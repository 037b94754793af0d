//! Session manager with single-flight refresh
//!
//! Owns the credential store, the refresh port, and the one piece of shared
//! mutable state in the client: the refresh slot. Every request that sees a
//! 401 while a refresh is outstanding awaits that same refresh.
//!
//! The refresh itself runs in a spawned task so a caller that gives up on
//! its request does not cancel a refresh other requests depend on.

use std::panic::AssertUnwindSafe;
use std::sync::Arc;

use futures::future::{BoxFuture, FutureExt, Shared};
use marketlink_domain::{
    CredentialPair, MarketLinkError, Result, SessionConfig, StoredSession, UserRecord,
};
use parking_lot::Mutex;
use tracing::{debug, info, warn};

use super::ports::{CredentialStore, Navigator, TokenRefresher};

type SharedRefresh = Shared<BoxFuture<'static, Result<CredentialPair>>>;

struct InFlight {
    generation: u64,
    replaced: Option<String>,
    outcome: SharedRefresh,
}

/// Outcome of the most recent refresh, keyed by the access token it replaced
struct Settled {
    replaced: Option<String>,
    outcome: Result<CredentialPair>,
}

#[derive(Default)]
struct RefreshSlot {
    next_generation: u64,
    in_flight: Option<InFlight>,
    last: Option<Settled>,
}

/// What a 401 resolves to once the slot has been inspected
enum Joined {
    Pending(SharedRefresh),
    Settled(Result<CredentialPair>),
    NoRefreshToken,
}

/// How a request that received a 401 should proceed
#[derive(Debug, Clone, PartialEq, Eq)]
pub enum Renewal {
    /// Re-issue the request once with this access token
    Retry { access_token: String },
    /// No refresh token was stored; the session has been cleared and the
    /// original response stands
    SignedOut,
}

/// Explicit, process-wide owner of session state
///
/// Construct once and share via `Arc`.
pub struct SessionManager {
    store: Arc<dyn CredentialStore>,
    refresher: Arc<dyn TokenRefresher>,
    navigator: Option<Arc<dyn Navigator>>,
    config: SessionConfig,
    slot: Arc<Mutex<RefreshSlot>>,
}

impl SessionManager {
    pub fn new(
        store: Arc<dyn CredentialStore>,
        refresher: Arc<dyn TokenRefresher>,
        config: SessionConfig,
    ) -> Self {
        Self {
            store,
            refresher,
            navigator: None,
            config,
            slot: Arc::new(Mutex::new(RefreshSlot::default())),
        }
    }

    /// Redirect through `navigator` when the session cannot be renewed.
    #[must_use]
    pub fn with_navigator(mut self, navigator: Arc<dyn Navigator>) -> Self {
        self.navigator = Some(navigator);
        self
    }

    pub fn config(&self) -> &SessionConfig {
        &self.config
    }

    /// # Errors
    /// Propagates credential store failures.
    pub async fn access_token(&self) -> Result<Option<String>> {
        Ok(self.store.load().await?.access_token)
    }

    /// # Errors
    /// Propagates credential store failures.
    pub async fn refresh_token(&self) -> Result<Option<String>> {
        Ok(self.store.load().await?.refresh_token)
    }

    /// # Errors
    /// Propagates credential store failures.
    pub async fn cached_user(&self) -> Result<Option<UserRecord>> {
        Ok(self.store.load().await?.user)
    }

    /// # Errors
    /// Propagates credential store failures.
    pub async fn is_authenticated(&self) -> Result<bool> {
        Ok(self.access_token().await?.is_some())
    }

    /// Persist credentials (and the user, if known) after a login.
    ///
    /// # Errors
    /// Propagates credential store failures.
    pub async fn establish(
        &self,
        credentials: &CredentialPair,
        user: Option<UserRecord>,
    ) -> Result<()> {
        let mut session = StoredSession::with_credentials(credentials);
        session.user = user;
        self.store.save(&session).await?;
        self.forget_last_refresh();
        info!(has_user = session.user.is_some(), "session established");
        Ok(())
    }

    /// Replace the cached user record, keeping the tokens.
    ///
    /// # Errors
    /// Propagates credential store failures.
    pub async fn update_user(&self, user: UserRecord) -> Result<()> {
        let mut session = self.store.load().await?;
        session.user = Some(user);
        self.store.save(&session).await
    }

    /// Clear tokens and the cached user.
    ///
    /// # Errors
    /// Propagates credential store failures.
    pub async fn logout(&self) -> Result<()> {
        self.store.clear().await?;
        self.forget_last_refresh();
        info!("session cleared (logout)");
        Ok(())
    }

    /// Whether a 401 on `route` must be surfaced without a refresh.
    ///
    /// Matches an exempt path exactly or as a prefix ending at a `/`.
    pub fn is_exempt(&self, route: &str) -> bool {
        matches_route(&self.config.refresh_path, route)
            || self.config.exempt_paths.iter().any(|pattern| matches_route(pattern, route))
    }

    fn forget_last_refresh(&self) {
        self.slot.lock().last = None;
    }

    /// Whether a refresh is outstanding right now.
    pub fn refresh_in_flight(&self) -> bool {
        self.slot.lock().in_flight.is_some()
    }

    /// Resolve a 401 for a request that was sent with `stale_access_token`.
    ///
    /// If the stored access token already differs from the one the request
    /// carried, a refresh completed after it was sent and the stored token is
    /// returned without refreshing again. Otherwise the caller joins the
    /// outstanding refresh, reuses the outcome of the last refresh when that
    /// refresh replaced `stale_access_token`, or starts one.
    ///
    /// Must be called from within a Tokio runtime.
    ///
    /// # Errors
    /// Returns the refresh error when the refresh fails; the session has
    /// been cleared by then. Propagates credential store read failures.
    pub async fn renew(&self, stale_access_token: Option<&str>) -> Result<Renewal> {
        let stored = self.store.load().await?;

        if let Some(current) = stored.access_token.as_deref() {
            if stale_access_token != Some(current) {
                debug!("access token already renewed, retrying with stored token");
                return Ok(Renewal::Retry { access_token: current.to_string() });
            }
        }

        let credentials = match self.join_or_start(stale_access_token, stored.refresh_token) {
            Joined::Pending(outcome) => outcome.await?,
            Joined::Settled(outcome) => outcome?,
            Joined::NoRefreshToken => {
                warn!("401 with no refresh token stored; clearing session");
                if let Err(err) = self.store.clear().await {
                    warn!(error = %err, "failed to clear stored session");
                }
                return Ok(Renewal::SignedOut);
            }
        };
        Ok(Renewal::Retry { access_token: credentials.access_token })
    }

    /// Decide under one lock, with no suspension point in between, whether
    /// this 401 joins the outstanding refresh, reuses the last one, or
    /// starts a new one.
    ///
    /// The store snapshot may predate the last refresh, so its refresh token
    /// is only used when no refresh has yet replaced `stale_access_token`.
    fn join_or_start(
        &self,
        stale_access_token: Option<&str>,
        refresh_token: Option<String>,
    ) -> Joined {
        let mut slot = self.slot.lock();

        if let Some(in_flight) = &slot.in_flight {
            debug!(generation = in_flight.generation, "joining in-flight session refresh");
            return Joined::Pending(in_flight.outcome.clone());
        }

        if let (Some(stale), Some(last)) = (stale_access_token, &slot.last) {
            if last.replaced.as_deref() == Some(stale) {
                debug!("last session refresh already replaced this token");
                return Joined::Settled(last.outcome.clone());
            }
        }

        let Some(refresh_token) = refresh_token else {
            return Joined::NoRefreshToken;
        };

        let generation = slot.next_generation;
        slot.next_generation += 1;

        let task = RefreshTask {
            store: Arc::clone(&self.store),
            refresher: Arc::clone(&self.refresher),
            navigator: self.navigator.clone(),
            landing_route: self.config.landing_route.clone(),
            slot: Arc::clone(&self.slot),
            generation,
        };
        let handle = tokio::spawn(task.run(refresh_token));

        let slot_ref = Arc::clone(&self.slot);
        let outcome = async move {
            handle.await.unwrap_or_else(|err| {
                let outcome =
                    Err(MarketLinkError::Internal(format!("session refresh task failed: {err}")));
                release(&slot_ref, generation, &outcome);
                outcome
            })
        }
        .boxed()
        .shared();

        slot.in_flight = Some(InFlight {
            generation,
            replaced: stale_access_token.map(str::to_string),
            outcome: outcome.clone(),
        });
        debug!(generation, "started session refresh");
        Joined::Pending(outcome)
    }
}

/// Everything the spawned refresh needs, detached from the manager's lifetime
struct RefreshTask {
    store: Arc<dyn CredentialStore>,
    refresher: Arc<dyn TokenRefresher>,
    navigator: Option<Arc<dyn Navigator>>,
    landing_route: Option<String>,
    slot: Arc<Mutex<RefreshSlot>>,
    generation: u64,
}

impl RefreshTask {
    async fn run(self, refresh_token: String) -> Result<CredentialPair> {
        let outcome = AssertUnwindSafe(self.exchange(&refresh_token))
            .catch_unwind()
            .await
            .unwrap_or_else(|_| {
                Err(MarketLinkError::Internal("session refresh panicked".to_string()))
            });

        if let Err(err) = &outcome {
            warn!(generation = self.generation, error = %err, "session refresh failed; signing out");
            if let Err(clear_err) = self.store.clear().await {
                warn!(error = %clear_err, "failed to clear stored session");
            }
            if let (Some(navigator), Some(route)) = (&self.navigator, &self.landing_route) {
                navigator.redirect(route);
            }
        }

        // Persisted before release; a 401 whose store read predates the save
        // still finds this outcome in the slot.
        release(&self.slot, self.generation, &outcome);
        outcome
    }

    async fn exchange(&self, refresh_token: &str) -> Result<CredentialPair> {
        let grant = self.refresher.refresh(refresh_token).await?;
        let rotated = grant.refresh_token.is_some();
        let credentials = grant.into_credentials(refresh_token);

        let mut session = self.store.load().await?;
        session.apply_credentials(&credentials);
        self.store.save(&session).await?;

        info!(generation = self.generation, rotated, "session refreshed");
        Ok(credentials)
    }
}

fn release(slot: &Mutex<RefreshSlot>, generation: u64, outcome: &Result<CredentialPair>) {
    let mut slot = slot.lock();
    if slot.in_flight.as_ref().is_some_and(|in_flight| in_flight.generation == generation) {
        if let Some(in_flight) = slot.in_flight.take() {
            slot.last = Some(Settled { replaced: in_flight.replaced, outcome: outcome.clone() });
        }
    }
}

fn matches_route(pattern: &str, route: &str) -> bool {
    let pattern = pattern.trim_end_matches('/');
    route == pattern || route.strip_prefix(pattern).is_some_and(|rest| rest.starts_with('/'))
}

____

Each line that mentions the string "derive" must be copied from the listing.

#[derive(Default)]
#[derive(Debug, Clone, PartialEq, Eq)]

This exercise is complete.